**Task item:**
Find every line below with the word "DarkGray". Then give only how many there are.

*** Dataset content

//! Flattening preprocessor for hierarchical notes.
//!
//! Converts a blocked notes file into one self-contained record line per
//! fact. Input blocks look like:
//!
//! ```text
//! [USER]
//! Name: Bob Smith
//! Currency: EUR
//! ```
//!
//! and flatten to `"USER (Bob Smith) | Currency: EUR"` style lines, so every
//! fact carries its block header and entity name and can be matched
//! independently.

use std::path::Path;

use anyhow::{Context, Result};

/// Parser state: outside any block, or inside one with accumulated context.
#[derive(Debug)]
enum State {
    NoBlock,
    InBlock {
        header: String,
        name: Option<String>,
        buffer: Vec<String>,
    },
}

/// Line-oriented flattening state machine.
///
/// The implicit state of the format (current block header, current entity
/// name) is carried explicitly: a `[Header]` line flushes the previous block
/// and opens a new one, `Name:` lines set the entity name, and every other
/// content line is buffered until the block closes.
#[derive(Debug)]
pub struct Flattener {
    state: State,
    output: Vec<String>,
}

impl Flattener {
    /// Creates a flattener with no open block.
    pub fn new() -> Self {
        Self {
            state: State::NoBlock,
            output: Vec::new(),
        }
    }

    /// Feeds one input line to the state machine.
    pub fn push_line(&mut self, line: &str) {
        let line = line.trim();
        if line.is_empty() || line.starts_with('#') {
            return;
        }

        // Block boundary: flush whatever we were accumulating.
        if line.starts_with('[') {
            self.flush();
            self.state = State::InBlock {
                header: line.trim_matches(['[', ']']).to_string(),
                name: None,
                buffer: Vec::new(),
            };
            return;
        }

        let State::InBlock { name, buffer, .. } = &mut self.state else {
            // Content before the first block header has no context to
            // attach; the original preprocessor dropped it too.
            return;
        };

        if let Some(value) = line.strip_prefix("Name:") {
            *name = Some(value.trim().to_string());
        } else if name.is_none()
            && let Some((_, value)) = line.split_once("Technician:")
        {
            // Infrastructure blocks name their responsible technician
            // instead of carrying a Name field.
            *name = Some(value.trim().to_string());
        }

        let clean = line
            .replace("Enabled (true)", "Enabled")
            .replace("Disabled (false)", "Disabled");
        buffer.push(clean);
    }

    /// Flushes the current block's buffer into output lines.
    fn flush(&mut self) {
        let state = std::mem::replace(&mut self.state, State::NoBlock);
        let State::InBlock {
            header,
            name,
            buffer,
        } = state
        else {
            return;
        };

        let prefix = match name {
            Some(name) if !name.is_empty() => format!("{header} ({name})"),
            _ => header,
        };
        for item in buffer {
            self.output.push(format!("{prefix} | {item}"));
        }
    }

    /// Flushes the final block and returns all flattened lines.
    pub fn finish(mut self) -> Vec<String> {
        self.flush();
        self.output
    }
}

impl Default for Flattener {
    fn default() -> Self {
        Self::new()
    }
}

/// Flattens an iterator of input lines into record lines.
///
/// # Examples
///
/// ```
/// use factline::flatten::flatten_lines;
///
/// let lines = flatten_lines(["[USER]", "Name: Bob Smith", "Currency: EUR"]);
/// assert_eq!(lines, vec![
///     "USER (Bob Smith) | Name: Bob Smith".to_string(),
///     "USER (Bob Smith) | Currency: EUR".to_string(),
/// ]);
/// ```
pub fn flatten_lines<I, S>(lines: I) -> Vec<String>
where
    I: IntoIterator<Item = S>,
    S: AsRef<str>,
{
    let mut flattener = Flattener::new();
    for line in lines {
        flattener.push_line(line.as_ref());
    }
    flattener.finish()
}

/// Flattens `input` into `output`, returning the number of record lines written.
///
/// # Errors
///
/// Returns an error if the input file cannot be read or the output file
/// cannot be written.
pub fn flatten_file(input: &Path, output: &Path) -> Result<usize> {
    let text = std::fs::read_to_string(input)
        .with_context(|| format!("Failed to read notes file: {}", input.display()))?;

    let flattened = flatten_lines(text.lines());

    std::fs::write(output, flattened.join("\n"))
        .with_context(|| format!("Failed to write data file: {}", output.display()))?;

    Ok(flattened.len())
}
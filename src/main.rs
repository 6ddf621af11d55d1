use std::path::PathBuf;
use std::sync::Arc;

use anyhow::{Context, Result};
use clap::{Parser, Subcommand};
use factline::answerer::OllamaAnswererBuilder;
use factline::ollama::OllamaClientBuilder;
use factline::retriever::RetrievalConfig;
use factline::{AssistantService, Database};

/// factline - ask questions against flattened notes with a local model
#[derive(Parser)]
#[command(name = "factline")]
#[command(about = "A keyword-retrieval question answering tool for flat note files")]
#[command(version)]
struct Cli {
    #[command(subcommand)]
    command: Commands,
}

/// Available commands
#[derive(Subcommand)]
enum Commands {
    /// Ask a single question and print the answer
    Ask(AskCommand),
    /// Open the interactive chat interface
    Chat,
    /// Flatten a raw notes file into one-line records
    Flatten(FlattenCommand),
    /// Check data file and Ollama health
    Doctor,
}

/// Ask a single question
#[derive(Parser)]
struct AskCommand {
    /// The question to ask
    #[arg(value_name = "QUESTION")]
    question: String,

    /// How many top-scoring record lines to use as context
    #[arg(short = 'k', long, value_name = "N")]
    top_k: Option<usize>,

    /// Print the record line the answer was grounded in
    #[arg(long)]
    show_source: bool,

    /// Print the answer as JSON
    #[arg(long)]
    json: bool,
}

/// Flatten raw notes into the record database
#[derive(Parser)]
struct FlattenCommand {
    /// Path to the raw notes file
    #[arg(short, long, value_name = "FILE")]
    input: Option<PathBuf>,

    /// Path to write the flattened records to
    #[arg(short, long, value_name = "FILE")]
    output: Option<PathBuf>,
}

fn main() {
    // Load .env if present; env vars already set win
    dotenvy::dotenv().ok();

    let cli = Cli::parse();

    let result = match &cli.command {
        Commands::Ask(cmd) => handle_ask(cmd),
        Commands::Chat => factline::tui::run(),
        Commands::Flatten(cmd) => handle_flatten(cmd),
        Commands::Doctor => handle_doctor(),
    };

    if let Err(e) = result {
        // Determine exit code based on error type
        let exit_code = if is_user_error(&e) { 1 } else { 2 };
        eprintln!("Error: {e}");
        std::process::exit(exit_code);
    }
}

/// Determines if an error is a user error (vs internal error).
///
/// User errors include validation failures like an empty question or a
/// missing input file. Internal errors include I/O and network failures.
fn is_user_error(error: &anyhow::Error) -> bool {
    let error_msg = error.to_string();
    error_msg.contains("cannot be empty") || error_msg.contains("Failed to read notes file")
}

/// Handles the ask command by running one question through the pipeline.
fn handle_ask(cmd: &AskCommand) -> Result<()> {
    if cmd.question.trim().is_empty() {
        anyhow::bail!("Question cannot be empty");
    }

    let data_path = factline::utils::get_data_path()?;
    let db = Database::open(&data_path);

    let client = Arc::new(
        OllamaClientBuilder::new()
            .build()
            .context("Failed to build Ollama client")?,
    );
    let model = client.model().to_string();
    let answerer = OllamaAnswererBuilder::new()
        .client(client)
        .model(model)
        .build();

    let mut config = RetrievalConfig::from_env();
    if let Some(top_k) = cmd.top_k
        && top_k >= 1
    {
        config.top_k = top_k;
    }

    let service = AssistantService::new(db, Arc::new(answerer), config);
    let answer = service.ask(&cmd.question)?;

    if cmd.json {
        let payload = serde_json::json!({
            "question": cmd.question,
            "answer": answer.text,
            "source": answer.source,
        });
        println!("{}", serde_json::to_string_pretty(&payload)?);
        return Ok(());
    }

    println!("{}", answer.text);
    if cmd.show_source
        && let Some(source) = &answer.source
    {
        println!("Source: {source}");
    }

    Ok(())
}

/// Handles the flatten command by rewriting raw notes as record lines.
fn handle_flatten(cmd: &FlattenCommand) -> Result<()> {
    let input = match &cmd.input {
        Some(path) => path.clone(),
        None => factline::utils::get_notes_path()?,
    };
    let output = match &cmd.output {
        Some(path) => path.clone(),
        None => factline::utils::get_data_path()?,
    };

    factline::utils::ensure_parent_dir(&output)?;
    let records = factline::flatten::flatten_file(&input, &output)?;

    println!("Flattened {} records to {}", records, output.display());

    Ok(())
}

/// Handles the doctor command.
fn handle_doctor() -> Result<()> {
    let data_path = factline::utils::get_data_path()?;
    let db = Database::open(&data_path);
    factline::doctor::run_health_checks(&db)
}
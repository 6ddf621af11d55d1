//! Natural language answering over retrieved record lines.
//!
//! The language model is an opaque external collaborator: the pipeline only
//! depends on the [`Answerer`] trait, so the retrieval core can be exercised
//! with a deterministic stub instead of a live model.

mod ollama_answerer;

pub use ollama_answerer::{OllamaAnswerer, OllamaAnswererBuilder, clean_answer};

use crate::ollama::OllamaError;

/// External answering collaborator.
///
/// Given a question and retrieved context (a single record line or several
/// newline-joined lines), produces a short natural-language answer. No
/// latency or failure behavior is assumed beyond "returns a string or an
/// error"; callers decide how to degrade on failure.
pub trait Answerer: Send + Sync {
    /// Answers `question` grounded in `context`.
    fn answer(&self, question: &str, context: &str) -> Result<String, OllamaError>;
}
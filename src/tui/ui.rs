//! UI rendering functions for the chat TUI.
//!
//! Implements the chat layout with a status header, scrollable message
//! history, input box, and shortcut bar using ratatui widgets.

use ratatui::{
    Frame,
    layout::{Constraint, Direction, Layout, Rect},
    style::{Color, Modifier, Style},
    text::{Line, Span, Text},
    widgets::{Block, Borders, Paragraph, Wrap},
};

use crate::database::DbStatus;
use crate::models::Role;

use super::app::App;

/// Main rendering function for the TUI.
///
/// Draws the chat layout: status header, message history, input box, and
/// shortcut bar.
pub fn draw(frame: &mut Frame, app: &App) {
    let size = frame.area();

    let chunks = Layout::default()
        .direction(Direction::Vertical)
        .constraints([
            Constraint::Length(1), // Status header
            Constraint::Min(0),    // Message history
            Constraint::Length(3), // Input box
            Constraint::Length(1), // Shortcut bar
        ])
        .split(size);

    render_status_header(frame, app, chunks[0]);
    render_history(frame, app, chunks[1]);
    render_input(frame, app, chunks[2]);
    render_shortcut_bar(frame, chunks[3]);
}

/// Renders the status header showing database availability.
fn render_status_header(frame: &mut Frame, app: &App, area: Rect) {
    let (status_text, status_style) = match app.db_status() {
        DbStatus::Loaded { records } => (
            format!("database ready ({records} records)"),
            Style::default().fg(Color::Green),
        ),
        DbStatus::Missing => (
            "no database found. Run `factline flatten` to build one.".to_string(),
            Style::default().fg(Color::Yellow),
        ),
    };

    let mut spans = vec![
        Span::styled("factline", Style::default().add_modifier(Modifier::BOLD)),
        Span::raw(" | "),
        Span::styled(status_text, status_style),
    ];
    if !app.model().is_empty() {
        spans.push(Span::raw(" | "));
        spans.push(Span::styled(
            app.model().to_string(),
            Style::default().fg(Color::DarkGray),
        ));
    }

    frame.render_widget(Paragraph::new(Line::from(spans)), area);
}

/// Renders the scrollable message history.
///
/// User messages are plain text with a `You:` label; assistant messages are
/// rendered as markdown, since models occasionally emit emphasis or lists.
fn render_history(frame: &mut Frame, app: &App, area: Rect) {
    let block = Block::default().borders(Borders::ALL).title("Chat");

    let mut text = Text::default();
    for message in app.conversation().messages() {
        match message.role {
            Role::User => {
                text.lines.push(Line::from(vec![
                    Span::styled(
                        "You: ",
                        Style::default()
                            .fg(Color::Cyan)
                            .add_modifier(Modifier::BOLD),
                    ),
                    Span::raw(message.content.clone()),
                ]));
            }
            Role::Assistant => {
                text.lines.push(Line::from(Span::styled(
                    "Assistant:",
                    Style::default()
                        .fg(Color::Green)
                        .add_modifier(Modifier::BOLD),
                )));
                let rendered = tui_markdown::from_str(&message.content);
                for line in rendered.lines {
                    // Re-own the borrowed spans so the Text outlives the loop
                    let owned: Vec<Span> = line
                        .spans
                        .iter()
                        .map(|s| Span::styled(s.content.to_string(), s.style))
                        .collect();
                    text.lines.push(Line::from(owned));
                }
            }
        }
        text.lines.push(Line::from(""));
    }

    if app.is_waiting() {
        text.lines.push(Line::from(Span::styled(
            "thinking...",
            Style::default()
                .fg(Color::DarkGray)
                .add_modifier(Modifier::ITALIC),
        )));
    }

    let scroll = clamp_scroll(app.history_scroll(), text.lines.len(), area);

    let paragraph = Paragraph::new(text)
        .block(block)
        .wrap(Wrap { trim: false })
        .scroll((scroll, 0));

    frame.render_widget(paragraph, area);
}

// App uses u16::MAX to mean "bottom"; clamp to the last visible page.
fn clamp_scroll(requested: u16, content_lines: usize, area: Rect) -> u16 {
    let visible = area.height.saturating_sub(2) as usize;
    let max_scroll = content_lines.saturating_sub(visible).min(u16::MAX as usize) as u16;
    requested.min(max_scroll)
}

/// Renders the input box with a cursor indicator.
fn render_input(frame: &mut Frame, app: &App, area: Rect) {
    let block = Block::default()
        .borders(Borders::ALL)
        .title("Ask")
        .border_style(Style::default().fg(Color::Cyan));

    let mut content = app.input().to_string();
    content.push('\u{2588}'); // Cursor indicator

    frame.render_widget(Paragraph::new(content).block(block), area);
}

/// Renders the shortcut bar at the bottom of the screen.
fn render_shortcut_bar(frame: &mut Frame, area: Rect) {
    let key_style = Style::default().fg(Color::Cyan);
    let sep_style = Style::default().fg(Color::DarkGray);

    let spans = vec![
        Span::styled("Enter", key_style),
        Span::raw(": ask"),
        Span::styled(" | ", sep_style),
        Span::styled("Ctrl+L", key_style),
        Span::raw(": clear"),
        Span::styled(" | ", sep_style),
        Span::styled("Up/Down", key_style),
        Span::raw(": scroll"),
        Span::styled(" | ", sep_style),
        Span::styled("Esc", key_style),
        Span::raw(": quit"),
    ];

    frame.render_widget(Paragraph::new(Line::from(spans)), area);
}
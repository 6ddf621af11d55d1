//! Ollama-backed answerer and model-output cleanup.

use std::sync::Arc;

use crate::models::RecordLine;
use crate::ollama::{OllamaClientTrait, OllamaError};

use super::Answerer;

/// Prompt template for brief, context-grounded answers.
///
/// Kept deliberately short: sub-1B models lose the instruction when the
/// prompt grows, and the newline stop token ends generation after the first
/// answer line anyway.
const PROMPT_TEMPLATE: &str = "Context: {context}

Question: {input}

Answer the question using the Context. Be extremely brief.
Answer:";

/// Builder for constructing `OllamaAnswerer` instances.
#[derive(Default)]
pub struct OllamaAnswererBuilder {
    client: Option<Arc<dyn OllamaClientTrait>>,
    model: Option<String>,
}

impl OllamaAnswererBuilder {
    /// Creates a new builder.
    pub fn new() -> Self {
        Self::default()
    }

    /// Sets the Ollama client to use.
    pub fn client(mut self, client: Arc<dyn OllamaClientTrait>) -> Self {
        self.client = Some(client);
        self
    }

    /// Sets the model to generate with.
    pub fn model(mut self, model: impl Into<String>) -> Self {
        self.model = Some(model.into());
        self
    }

    /// Builds the `OllamaAnswerer`.
    ///
    /// # Panics
    ///
    /// Panics if `client()` or `model()` was not called.
    #[must_use]
    pub fn build(self) -> OllamaAnswerer {
        OllamaAnswerer {
            client: self.client.expect("client must be set via client() method"),
            model: self.model.expect("model must be set via model() method"),
        }
    }
}

/// Answers questions by prompting a local Ollama model with retrieved context.
pub struct OllamaAnswerer {
    client: Arc<dyn OllamaClientTrait>,
    model: String,
}

impl OllamaAnswerer {
    /// Creates a new `OllamaAnswerer` with the specified client and model.
    #[must_use]
    pub fn new(client: Arc<dyn OllamaClientTrait>, model: impl Into<String>) -> Self {
        Self {
            client,
            model: model.into(),
        }
    }

    /// Returns the model this answerer generates with.
    pub fn model(&self) -> &str {
        &self.model
    }
}

impl Answerer for OllamaAnswerer {
    fn answer(&self, question: &str, context: &str) -> Result<String, OllamaError> {
        let prompt = PROMPT_TEMPLATE
            .replace("{context}", context)
            .replace("{input}", question);

        self.client.generate(&self.model, &prompt)
    }
}

/// Cleans raw model output, guarding against the echo failure mode.
///
/// Very small models sometimes repeat the question back instead of
/// answering it. When the trimmed output equals the question
/// case-insensitively, the answer is replaced by the last pipe-delimited
/// field of the context line (for `"USER (Bob Smith) | Currency: EUR"`
/// that is `"EUR"`). Anything else passes through trimmed.
///
/// This only catches exact echoes, not partial echoes or hallucinations.
///
/// # Examples
///
/// ```
/// use factline::answerer::clean_answer;
///
/// let context = "USER (Bob Smith) | Currency: EUR";
/// assert_eq!(clean_answer("  EUR\n", "What currency?", context), "EUR");
/// assert_eq!(
///     clean_answer("What currency?", "What currency?", context),
///     "EUR"
/// );
/// ```
pub fn clean_answer(raw: &str, question: &str, context: &str) -> String {
    let answer = raw.trim();
    if answer.eq_ignore_ascii_case(question.trim()) {
        // Echo failure: fall back to the raw fact value. Multi-line
        // context falls back to its first (best-scoring) line.
        let best_line = context.lines().next().unwrap_or(context);
        return RecordLine::new(best_line).last_field().to_string();
    }
    answer.to_string()
}
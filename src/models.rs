pub mod conversation;
pub mod message;
pub mod record;

pub use conversation::Conversation;
pub use message::{ChatMessage, Role};
pub use record::RecordLine;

******

**Response to the exercise:**
3